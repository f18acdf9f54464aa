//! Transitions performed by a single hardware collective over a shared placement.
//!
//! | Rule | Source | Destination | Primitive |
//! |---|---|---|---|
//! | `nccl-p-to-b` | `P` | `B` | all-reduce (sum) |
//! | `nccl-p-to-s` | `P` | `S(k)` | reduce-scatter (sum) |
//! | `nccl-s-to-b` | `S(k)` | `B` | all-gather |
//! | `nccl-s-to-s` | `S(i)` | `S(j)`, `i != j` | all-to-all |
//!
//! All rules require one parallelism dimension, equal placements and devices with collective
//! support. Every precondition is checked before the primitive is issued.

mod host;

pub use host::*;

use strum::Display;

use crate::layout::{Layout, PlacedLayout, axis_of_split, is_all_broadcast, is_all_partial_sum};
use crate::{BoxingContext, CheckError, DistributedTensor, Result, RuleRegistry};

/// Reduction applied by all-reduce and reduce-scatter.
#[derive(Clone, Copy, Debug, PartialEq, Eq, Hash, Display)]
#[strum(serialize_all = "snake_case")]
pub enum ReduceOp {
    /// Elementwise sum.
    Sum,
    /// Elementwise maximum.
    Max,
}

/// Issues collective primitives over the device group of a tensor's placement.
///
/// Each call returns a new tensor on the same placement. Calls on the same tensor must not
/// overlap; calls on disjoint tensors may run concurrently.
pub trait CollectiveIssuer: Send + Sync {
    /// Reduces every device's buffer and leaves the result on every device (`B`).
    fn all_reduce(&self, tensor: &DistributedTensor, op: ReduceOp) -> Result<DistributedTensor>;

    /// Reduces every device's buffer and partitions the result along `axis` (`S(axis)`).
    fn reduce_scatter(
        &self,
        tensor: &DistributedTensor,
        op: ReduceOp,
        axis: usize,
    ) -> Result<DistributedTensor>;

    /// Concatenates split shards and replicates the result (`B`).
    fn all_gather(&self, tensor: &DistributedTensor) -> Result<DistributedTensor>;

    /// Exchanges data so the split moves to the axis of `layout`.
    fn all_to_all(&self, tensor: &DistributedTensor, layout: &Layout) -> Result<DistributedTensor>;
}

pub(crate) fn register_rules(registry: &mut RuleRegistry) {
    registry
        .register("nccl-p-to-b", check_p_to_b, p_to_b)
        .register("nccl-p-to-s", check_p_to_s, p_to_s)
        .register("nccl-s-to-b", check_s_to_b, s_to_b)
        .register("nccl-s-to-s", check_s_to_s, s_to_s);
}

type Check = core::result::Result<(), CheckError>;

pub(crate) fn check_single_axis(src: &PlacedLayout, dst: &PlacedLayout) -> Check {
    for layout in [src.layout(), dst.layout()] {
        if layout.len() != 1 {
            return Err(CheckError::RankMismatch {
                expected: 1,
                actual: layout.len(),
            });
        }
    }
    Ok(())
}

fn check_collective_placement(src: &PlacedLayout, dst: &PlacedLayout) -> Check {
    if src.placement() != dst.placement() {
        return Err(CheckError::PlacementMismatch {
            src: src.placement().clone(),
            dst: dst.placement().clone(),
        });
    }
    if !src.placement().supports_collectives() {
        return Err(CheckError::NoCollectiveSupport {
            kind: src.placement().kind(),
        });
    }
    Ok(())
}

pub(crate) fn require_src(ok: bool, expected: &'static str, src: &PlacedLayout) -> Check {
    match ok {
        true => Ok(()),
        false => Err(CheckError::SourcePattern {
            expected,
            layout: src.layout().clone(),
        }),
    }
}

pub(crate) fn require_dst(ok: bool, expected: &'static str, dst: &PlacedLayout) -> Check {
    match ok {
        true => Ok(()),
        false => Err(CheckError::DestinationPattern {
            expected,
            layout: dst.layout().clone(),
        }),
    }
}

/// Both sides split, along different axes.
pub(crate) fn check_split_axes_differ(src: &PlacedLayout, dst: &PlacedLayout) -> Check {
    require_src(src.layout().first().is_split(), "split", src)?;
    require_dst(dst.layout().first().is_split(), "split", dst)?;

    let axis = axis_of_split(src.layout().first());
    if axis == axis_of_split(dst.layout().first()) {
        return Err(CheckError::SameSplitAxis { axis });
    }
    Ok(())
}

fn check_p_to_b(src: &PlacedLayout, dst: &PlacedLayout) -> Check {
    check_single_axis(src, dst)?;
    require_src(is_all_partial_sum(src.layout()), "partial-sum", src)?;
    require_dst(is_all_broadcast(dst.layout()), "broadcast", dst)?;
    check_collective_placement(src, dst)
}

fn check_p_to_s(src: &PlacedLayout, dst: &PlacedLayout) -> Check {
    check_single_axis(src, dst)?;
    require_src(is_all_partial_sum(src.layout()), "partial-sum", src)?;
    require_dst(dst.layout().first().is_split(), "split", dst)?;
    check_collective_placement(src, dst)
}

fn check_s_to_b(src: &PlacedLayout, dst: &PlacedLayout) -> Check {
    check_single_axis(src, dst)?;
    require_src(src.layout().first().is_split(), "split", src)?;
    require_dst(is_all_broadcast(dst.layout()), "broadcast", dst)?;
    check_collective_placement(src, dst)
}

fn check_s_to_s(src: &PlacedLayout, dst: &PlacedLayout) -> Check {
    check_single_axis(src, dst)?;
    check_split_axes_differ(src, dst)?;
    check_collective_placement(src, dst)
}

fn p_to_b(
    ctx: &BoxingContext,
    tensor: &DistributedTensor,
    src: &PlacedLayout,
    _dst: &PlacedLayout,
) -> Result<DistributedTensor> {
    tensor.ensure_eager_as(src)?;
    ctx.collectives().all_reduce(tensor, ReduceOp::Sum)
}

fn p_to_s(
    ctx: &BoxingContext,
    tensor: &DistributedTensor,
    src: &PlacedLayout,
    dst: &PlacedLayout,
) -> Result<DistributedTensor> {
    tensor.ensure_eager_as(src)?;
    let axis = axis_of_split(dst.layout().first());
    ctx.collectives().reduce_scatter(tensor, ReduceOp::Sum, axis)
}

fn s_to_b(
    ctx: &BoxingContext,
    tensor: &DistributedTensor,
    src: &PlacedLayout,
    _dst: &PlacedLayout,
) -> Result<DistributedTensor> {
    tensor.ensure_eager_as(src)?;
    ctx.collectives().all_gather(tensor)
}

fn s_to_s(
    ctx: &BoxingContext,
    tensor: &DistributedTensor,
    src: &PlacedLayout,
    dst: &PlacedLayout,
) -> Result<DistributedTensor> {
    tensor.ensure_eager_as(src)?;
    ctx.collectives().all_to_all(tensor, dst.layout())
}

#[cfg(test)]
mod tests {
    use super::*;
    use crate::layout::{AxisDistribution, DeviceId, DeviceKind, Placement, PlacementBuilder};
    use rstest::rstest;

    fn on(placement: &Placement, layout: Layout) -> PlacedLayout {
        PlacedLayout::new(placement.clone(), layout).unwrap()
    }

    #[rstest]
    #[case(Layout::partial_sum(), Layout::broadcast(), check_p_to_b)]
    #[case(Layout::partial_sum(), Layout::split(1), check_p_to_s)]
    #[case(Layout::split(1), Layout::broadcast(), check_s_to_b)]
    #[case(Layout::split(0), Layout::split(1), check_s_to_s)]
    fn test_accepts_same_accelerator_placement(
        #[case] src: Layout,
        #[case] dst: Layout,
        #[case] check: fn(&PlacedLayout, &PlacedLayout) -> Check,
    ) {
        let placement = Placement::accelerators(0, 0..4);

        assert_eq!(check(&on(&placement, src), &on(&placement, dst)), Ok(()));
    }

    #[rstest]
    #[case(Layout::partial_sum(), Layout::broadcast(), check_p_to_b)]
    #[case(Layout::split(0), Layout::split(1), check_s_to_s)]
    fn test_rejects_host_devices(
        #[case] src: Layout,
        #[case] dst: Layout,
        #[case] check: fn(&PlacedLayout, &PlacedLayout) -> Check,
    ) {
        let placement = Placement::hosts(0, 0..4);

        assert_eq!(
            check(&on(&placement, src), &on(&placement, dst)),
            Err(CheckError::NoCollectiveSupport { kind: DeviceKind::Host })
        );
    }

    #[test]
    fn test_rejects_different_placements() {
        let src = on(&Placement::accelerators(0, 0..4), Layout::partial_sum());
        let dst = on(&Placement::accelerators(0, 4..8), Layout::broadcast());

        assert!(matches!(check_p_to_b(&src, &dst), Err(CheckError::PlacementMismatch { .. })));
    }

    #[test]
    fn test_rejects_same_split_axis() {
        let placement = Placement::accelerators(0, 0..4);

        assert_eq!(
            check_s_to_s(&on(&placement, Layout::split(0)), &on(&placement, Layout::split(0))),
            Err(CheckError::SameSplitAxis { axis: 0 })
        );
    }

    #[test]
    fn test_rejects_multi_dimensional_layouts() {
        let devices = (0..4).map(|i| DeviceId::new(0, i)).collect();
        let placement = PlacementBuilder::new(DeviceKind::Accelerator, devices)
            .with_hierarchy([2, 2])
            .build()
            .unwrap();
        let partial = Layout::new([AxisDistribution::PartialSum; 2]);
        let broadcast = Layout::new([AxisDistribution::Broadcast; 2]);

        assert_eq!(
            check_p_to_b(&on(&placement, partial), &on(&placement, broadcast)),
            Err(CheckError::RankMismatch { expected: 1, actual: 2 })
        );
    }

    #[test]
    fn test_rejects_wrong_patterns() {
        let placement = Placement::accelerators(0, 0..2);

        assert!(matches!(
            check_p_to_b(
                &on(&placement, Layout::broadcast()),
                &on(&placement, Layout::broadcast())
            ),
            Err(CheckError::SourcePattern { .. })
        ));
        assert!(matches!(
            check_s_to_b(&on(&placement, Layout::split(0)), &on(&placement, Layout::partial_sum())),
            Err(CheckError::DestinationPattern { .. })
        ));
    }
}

**ACTIVITY**
Needed here are the exact lines from the start of the material through the line that contains "all-reduce and reduce-scatter.", and no others.

**RESPONSE TO THIS EXERCISE**
repository f18acdf9f54464aa
//! Transitions performed by a single hardware collective over a shared placement.
//!
//! | Rule | Source | Destination | Primitive |
//! |---|---|---|---|
//! | `nccl-p-to-b` | `P` | `B` | all-reduce (sum) |
//! | `nccl-p-to-s` | `P` | `S(k)` | reduce-scatter (sum) |
//! | `nccl-s-to-b` | `S(k)` | `B` | all-gather |
//! | `nccl-s-to-s` | `S(i)` | `S(j)`, `i != j` | all-to-all |
//!
//! All rules require one parallelism dimension, equal placements and devices with collective
//! support. Every precondition is checked before the primitive is issued.

mod host;

pub use host::*;

use strum::Display;

use crate::layout::{Layout, PlacedLayout, axis_of_split, is_all_broadcast, is_all_partial_sum};
use crate::{BoxingContext, CheckError, DistributedTensor, Result, RuleRegistry};

/// Reduction applied by all-reduce and reduce-scatter.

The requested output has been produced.